The blog was feeling a little ITC-heavy, but while adults can certainly see the difference between those filmed series and HTV’s cramped videotape show from the early eighties, our son is every bit as thrilled and excited by Into the Labyrinth as anything else we watch. This time out, the immortal wizard Rothgo recalls his three young friends for more trips in time because the witch Balor has created a counter to his powerful magical Macguffin. Episode one ends with the Nidus conveniently split into five segments so they can pick up one apiece in episodes two through six.

As we discussed previously, the first series of Into the Labyrinth was shown in the United States on Nickelodeon’s The Third Eye anthology. Series two and three were never purchased by the US. Did it air in Canada, I wonder? Well, kids missed out, because this is full of fights and fisticuffs and magical powers and villains turning into bats. While the grownups cringed at what must surely be the fakest fake bat in the long and storied history of fake bats, our favorite eight year-old critic had no problem at all with it.

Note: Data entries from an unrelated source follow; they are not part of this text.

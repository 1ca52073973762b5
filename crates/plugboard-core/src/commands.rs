//! Command table service
//!
//! The command table is read and replaced as a whole; there is no field-level merge.

use parking_lot::RwLock;
use std::collections::BTreeMap;
use std::sync::Arc;

use crate::prelude::*;
use crate::service::{check_admin, parse_body};
use plugboard_types::kv_adapter::{KvAdapter, KEY_COMMANDS, NS_CONFIG};
use plugboard_types::types::{AuthCtx, CommandTable};

pub struct CommandService {
	table: RwLock<CommandTable>,
	kv: Arc<dyn KvAdapter>,
	write_lock: tokio::sync::Mutex<()>,
}

impl CommandService {
	pub fn new(initial: CommandTable, kv: Arc<dyn KvAdapter>) -> Self {
		Self { table: RwLock::new(initial), kv, write_lock: tokio::sync::Mutex::new(()) }
	}

	/// Current table, for hosts running the commands
	pub fn current(&self) -> CommandTable {
		self.table.read().clone()
	}

	pub fn get(&self, auth: &AuthCtx) -> ClResult<CommandTable> {
		check_admin(auth, "Command table read")?;
		Ok(self.current())
	}

	/// Replace the whole table from a JSON document `{category: [command, ...]}`
	pub async fn put(&self, auth: &AuthCtx, body: &[u8]) -> ClResult<CommandTable> {
		check_admin(auth, "Command table update")?;
		let table = CommandTable(parse_body::<BTreeMap<String, Vec<String>>>(body)?);

		let _guard = self.write_lock.lock().await;
		self.kv.put(NS_CONFIG, KEY_COMMANDS, &table.to_value()).await.map_err(|e| {
			error!(error = %e, "Failed to persist command table");
			Error::Persistence(format!("{}/{}: {}", NS_CONFIG, KEY_COMMANDS, e))
		})?;

		*self.table.write() = table.clone();
		info!(subject = %auth.id_tag, categories = table.len(), "Command table replaced");
		Ok(table)
	}

	/// Replace the in-memory table with the stored one, if any.
	///
	/// Returns whether a stored table was loaded.
	pub async fn load_persisted(&self) -> ClResult<bool> {
		let Some(stored) = self.kv.get(NS_CONFIG, KEY_COMMANDS).await? else {
			return Ok(false);
		};
		match CommandTable::from_value(&stored) {
			Some(table) => {
				debug!("Loaded command table with {} categories", table.len());
				*self.table.write() = table;
				Ok(true)
			}
			None => {
				warn!("Ignoring stored command table: not a mapping of command lists");
				Ok(false)
			}
		}
	}
}

impl std::fmt::Debug for CommandService {
	fn fmt(&self, f: &mut std::fmt::Formatter<'_>) -> std::fmt::Result {
		f.debug_struct("CommandService").field("table", &*self.table.read()).finish_non_exhaustive()
	}
}

// vim: ts=4
//! Error type shared by every Plugboard crate
//!
//! Each variant maps to one HTTP status and a stable error code. Everything except
//! `PermissionDenied` carries enough detail to identify the offending module or field.

use axum::http::StatusCode;
use axum::response::{IntoResponse, Response};
use axum::Json;

pub type ClResult<T> = std::result::Result<T, Error>;

#[derive(Debug)]
pub enum Error {
	/// Caller lacks administrative privilege
	PermissionDenied,
	/// No or unknown credentials
	Unauthorized,
	NotFound,
	/// Request document could not be parsed into the expected shape
	MalformedInput(String),
	/// Update references a module that is not registered
	UnknownModule(String),
	/// Update references a field the module's configuration does not declare
	UnknownField { module: String, field: String },
	/// Value shape is incompatible with the declared field type
	TypeMismatch { module: String, field: String, expected: String, received: &'static str },
	/// The key-value store rejected or failed a write
	Persistence(String),
	ConfigError(String),
	Internal(String),

	// externals
	Io(std::io::Error),
}

impl Error {
	pub fn status(&self) -> StatusCode {
		match self {
			Error::PermissionDenied => StatusCode::FORBIDDEN,
			Error::Unauthorized => StatusCode::UNAUTHORIZED,
			Error::NotFound | Error::UnknownModule(_) => StatusCode::NOT_FOUND,
			Error::MalformedInput(_) => StatusCode::BAD_REQUEST,
			Error::UnknownField { .. } | Error::TypeMismatch { .. } => {
				StatusCode::UNPROCESSABLE_ENTITY
			}
			Error::Persistence(_) | Error::ConfigError(_) | Error::Internal(_) | Error::Io(_) => {
				StatusCode::INTERNAL_SERVER_ERROR
			}
		}
	}

	pub fn code(&self) -> &'static str {
		match self {
			Error::PermissionDenied => "E-FORBIDDEN",
			Error::Unauthorized => "E-UNAUTHORIZED",
			Error::NotFound => "E-NOT-FOUND",
			Error::MalformedInput(_) => "E-MALFORMED",
			Error::UnknownModule(_) => "E-UNKNOWN-MODULE",
			Error::UnknownField { .. } => "E-UNKNOWN-FIELD",
			Error::TypeMismatch { .. } => "E-TYPE-MISMATCH",
			Error::Persistence(_) => "E-PERSISTENCE",
			Error::ConfigError(_) | Error::Internal(_) | Error::Io(_) => "E-INTERNAL",
		}
	}

	fn details(&self) -> Option<serde_json::Value> {
		match self {
			Error::UnknownModule(module) => Some(serde_json::json!({ "module": module })),
			Error::UnknownField { module, field } => {
				Some(serde_json::json!({ "module": module, "field": field }))
			}
			Error::TypeMismatch { module, field, expected, received } => Some(serde_json::json!({
				"module": module,
				"field": field,
				"expected": expected,
				"received": received,
			})),
			_ => None,
		}
	}
}

impl std::fmt::Display for Error {
	fn fmt(&self, f: &mut std::fmt::Formatter<'_>) -> std::fmt::Result {
		match self {
			Error::PermissionDenied => write!(f, "permission denied"),
			Error::Unauthorized => write!(f, "unauthorized"),
			Error::NotFound => write!(f, "not found"),
			Error::MalformedInput(msg) => write!(f, "malformed input: {}", msg),
			Error::UnknownModule(module) => write!(f, "unknown module '{}'", module),
			Error::UnknownField { module, field } => {
				write!(f, "unknown field '{}' in module '{}'", field, module)
			}
			Error::TypeMismatch { module, field, expected, received } => write!(
				f,
				"type mismatch for field '{}' in module '{}': expected {}, got {}",
				field, module, expected, received
			),
			Error::Persistence(msg) => write!(f, "persistence error: {}", msg),
			Error::ConfigError(msg) => write!(f, "configuration error: {}", msg),
			Error::Internal(msg) => write!(f, "internal error: {}", msg),
			Error::Io(err) => write!(f, "io error: {}", err),
		}
	}
}

impl std::error::Error for Error {}

impl From<std::io::Error> for Error {
	fn from(err: std::io::Error) -> Self {
		Self::Io(err)
	}
}

impl IntoResponse for Error {
	fn into_response(self) -> Response {
		let status = self.status();
		if status.is_server_error() {
			tracing::error!(error = %self, "request failed");
		} else {
			tracing::debug!(error = %self, "request rejected");
		}

		// Forbidden short-circuits before any processing, so it reveals nothing
		let body = match (&self, self.details()) {
			(Error::PermissionDenied, _) => serde_json::json!({
				"error": { "code": self.code(), "message": "Forbidden" }
			}),
			(_, Some(details)) => serde_json::json!({
				"error": { "code": self.code(), "message": self.to_string(), "details": details }
			}),
			(_, None) => serde_json::json!({
				"error": { "code": self.code(), "message": self.to_string() }
			}),
		};

		(status, Json(body)).into_response()
	}
}


// vim: ts=4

Episode one is twenty-five minutes of hit-the-ground-running mayhem set in Asgard. Episode two was a bit long-winded for him – in 1606, Rothgo is incarnated as Guy Fawkes, and his long, long, long secret discussion with the king did not make a lick of sense to him and went on forever – but it had some special effects and surprises eventually. Actually, the nicest surprise was the first installment opening with some location work around some stone circle or other. Unfortunately everything else is in that redressed cave set, but for a couple of minutes, it looked pleasingly different.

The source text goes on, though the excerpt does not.